Wow what a day! We, our conference twitter bunch using #CIL2009 in our tweets, are a top trending topic on Twitter today! We rock! Follow the Twitter stream for CIL here. We figure there about 60 tweets a minute from CIL. Amazing.
Following this morning’s keynote, I was walking with our keynote speaker Paul Holdengraber of NYPL who was checking his blackberry. He showed me a message from a NYC friend that said, “You really wowed them at CIL”. Paul said to me,”This came in not a half hour after my talk. How did she know?” I said, I suspected she saw it on Twitter. I shared with him the stream of comments about his talk. He was most impressed with everyone’s comments. Apparently the NYPL has been trying to talk Paul into twittering and suggested he would have lots of followers. Well, Paul, we know you’ll probably have at least 2000 information professionals who will be following you as soon as you sign in and probably many more thousands around the world. See on Twitter soon.
Jane and Paul study the feedback after the keynote
Talk about instant gratification… right after the keynote with Paul Holdengraber, he and Jane Dysart search the Twitter feeds to see what attendees thought of his interview.
Coverage of Paul Holdengraber’s keynote at CIL 2009 was unbelievable. He had so many wonderful phrases, insights, and inspirational messages. Sadly, the archive of the UStream.TV broadcast is not playable.
Without her customary podium, Jane Dysart, Conference Chair, introduces the Tuesday keynote sesson
Erik and Paul
The “Dutch guys” from the Delft Public Library in the Netherlands, a.k.a. the guys from the Shanachie Tour, returned to CIL with another great program. The initial interview on their first tour in 2006 was with Paul Holdengraber, Director of Public Programs at the New York Public Library (NYPL), and at CIL 2009, Paul and Erik Boekesteijn met again for the Tuesday keynote session, which thanks to fellow Shanachie tourer Jaap van de Geer was streamed live on the Internet.
Jaap
Paul’s mission is to make the famous lions in front of the NYPL roar. He also wonders how much he library weighs because he wants to infuse it with so much energy that it levitates! Listening to him in person, it wasn’t too hard to imagine that if anybody can do that, Paul will. The Director of NYPL asked Paul to “oxygenate the library”, and he is well along on the job! He left an indyllic life in Santa Monica, CA and has become fascinated with the “friction of New York”.
Paul and Erik at their interview
Paul covered so much ground in this interview; how do you blog it? All I can do here is to give you a sampling of quotes. See Jane Dysart’s following post for a link to a video of the entire interview (thanks, Jaap!).
“An editor is a mouse training to become a rat.”
“We have two ears and one mouth, so listening is more important than speaking.”
“The important thing in anything is to begin.”
“I never ask for permission, only for forgiveness.”

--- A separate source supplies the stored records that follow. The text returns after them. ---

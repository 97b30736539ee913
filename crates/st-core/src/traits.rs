//! Core traits for SpecTrack
//!
//! The run loop only needs "give me event i"; the simulator is one
//! implementation, recorded or handcrafted events are others.

use crate::Result;
use crate::event::EventHits;
use crate::types::TrueTrack;

/// Hits of one event together with the track that produced them.
#[derive(Debug, Clone, PartialEq)]
pub struct SourceEvent {
    /// Hits per plane.
    pub hits: EventHits,
    /// Generated parameters at plane 0.
    pub truth: TrueTrack,
}

/// Source of per-event hit collections.
///
/// Implementations must be deterministic in `event_index` so that events can
/// be produced in any order (or in parallel) with identical results.
pub trait EventSource: Send + Sync {
    /// Produce event `event_index`.
    fn generate(&self, event_index: u64) -> Result<SourceEvent>;

    /// Source name (e.g. "simulation").
    fn name(&self) -> &str;
}

#[cfg(test)]
mod tests {
    use super::*;
    use crate::event::Hit;

    struct FixedSource;

    impl EventSource for FixedSource {
        fn generate(&self, event_index: u64) -> Result<SourceEvent> {
            let y = event_index as f64 * 1e-3;
            Ok(SourceEvent {
                hits: EventHits::from_planes(vec![vec![Hit::signal(y, 0.0)]; 4]),
                truth: TrueTrack { z0: 0.0, dz_dx: 0.0, y0: y, dy_dx: 0.0, inv_p: 20.0 },
            })
        }

        fn name(&self) -> &str {
            "fixed"
        }
    }

    #[test]
    fn test_fixed_source() {
        let src = FixedSource;
        assert_eq!(src.name(), "fixed");
        let ev = src.generate(3).unwrap();
        assert_eq!(ev.hits.n_planes(), 4);
        assert!((ev.hits.hit(0, 0).y - 0.003).abs() < 1e-15);
        assert_eq!(ev.truth.y0, ev.hits.hit(0, 0).y);
    }
}
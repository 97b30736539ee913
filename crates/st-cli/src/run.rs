//! Simulate-and-reconstruct event loop.

use anyhow::Result;
use rayon::prelude::*;
use st_core::{EventHits, EventSource, RunConfig, SourceEvent, TrueTrack};
use st_hist::RunResults;
use st_reco::{EventReconstruction, TrackFinder, reconstruct_event};
use st_sim::Simulator;

/// Events reconstructed in parallel before their results are accumulated.
const CHUNK_EVENTS: u64 = 4096;

/// Accumulated results and the number of worker threads that produced them.
#[derive(Debug)]
pub struct RunOutput {
    pub results: RunResults,
    pub threads: usize,
}

/// One processed event, kept until accumulation.
struct EventRecord {
    reco: EventReconstruction,
    hits: EventHits,
    truth: TrueTrack,
}

impl EventRecord {
    fn accumulate(&self, results: &mut RunResults) {
        results.record(&self.reco, &self.hits, &self.truth);
    }
}

fn process_event<S: EventSource + ?Sized>(
    finder: &TrackFinder,
    source: &S,
    index: u64,
) -> st_core::Result<EventRecord> {
    let SourceEvent { mut hits, truth } = source.generate(index)?;
    let reco = reconstruct_event(finder, &mut hits)?;
    tracing::debug!(
        event = index,
        n_hits = hits.n_hits(),
        n_candidates = reco.n_candidates,
        accepted = reco.outcome.accepted().is_some(),
        "event done"
    );
    Ok(EventRecord { reco, hits, truth })
}

/// Run `config.run.events` simulated events with `threads` workers (0 = auto).
pub fn run_events(config: &RunConfig, threads: usize) -> Result<RunOutput> {
    config.validate()?;
    let finder = TrackFinder::new(config)?;
    let sim = Simulator::new(finder.geometry().clone(), config.physics.clone(), config.run.seed);
    run_source(config, &finder, &sim, threads)
}

/// Reconstruct every event of `source`.
///
/// Events are independent and addressed by index. The parallel path works
/// through fixed-size chunks, collects each chunk in index order and
/// accumulates it before starting the next, so memory stays bounded and the
/// results are identical for any thread count.
pub fn run_source<S: EventSource + ?Sized>(
    config: &RunConfig,
    finder: &TrackFinder,
    source: &S,
    threads: usize,
) -> Result<RunOutput> {
    let n_events = config.run.events;
    let mut results = RunResults::new(config)?;

    tracing::info!(events = n_events, seed = config.run.seed, threads, source = source.name(), "starting run");

    let used_threads = if threads == 1 {
        for i in 0..n_events {
            process_event(finder, source, i)?.accumulate(&mut results);
        }
        1
    } else {
        let pool = rayon::ThreadPoolBuilder::new().num_threads(threads).build()?;
        let mut first = 0;
        while first < n_events {
            let last = (first + CHUNK_EVENTS).min(n_events);
            let chunk: Vec<EventRecord> = pool.install(|| {
                (first..last)
                    .into_par_iter()
                    .map(|i| process_event(finder, source, i))
                    .collect::<st_core::Result<_>>()
            })?;
            for record in &chunk {
                record.accumulate(&mut results);
            }
            first = last;
        }
        pool.current_num_threads()
    };

    tracing::info!(
        reconstructed = results.summary.reconstructed,
        efficiency = results.summary.efficiency(),
        threads = used_threads,
        "run finished"
    );
    Ok(RunOutput { results, threads: used_threads })
}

“We have to change things and make this library irresistable.”
“I feel like I’m being Twittered, and it’s a new source of pleasure.”
“I’m very interested in the afterlife of a conversation. What happens to all of this? How does it continue to have a life. Blogging is a marvelous use of continuing conversations. I deeply believe that the experience of being in a room together.”
“We need humor more than ever in these days. I wake up energized and ready to confront the day. I am supposed to symbolically take those 52 million books off the shelf and deeply desire them. I believe that libraries are places of desire.”
“All of us deeply believe in what we do and in communicating our experiences. I cannot imagine a world without books. Will we someday see Kindles laying around everywhere?”
“I am fascinated by how libraries might be able to make us focus in an age of utter distraction, where we use the Web in a way that makes us focus on new discoveries.”
“In these days, the library is a place of opportunity. It is also a haven. I am in the job of hospitality, making people feel at home. We have Facebooks, but I’m interested in the face to face encounter.”
“We have home pages, I am interested in our home.”
“Libraries have the one gift I would love to have–the gift of ubiquity.”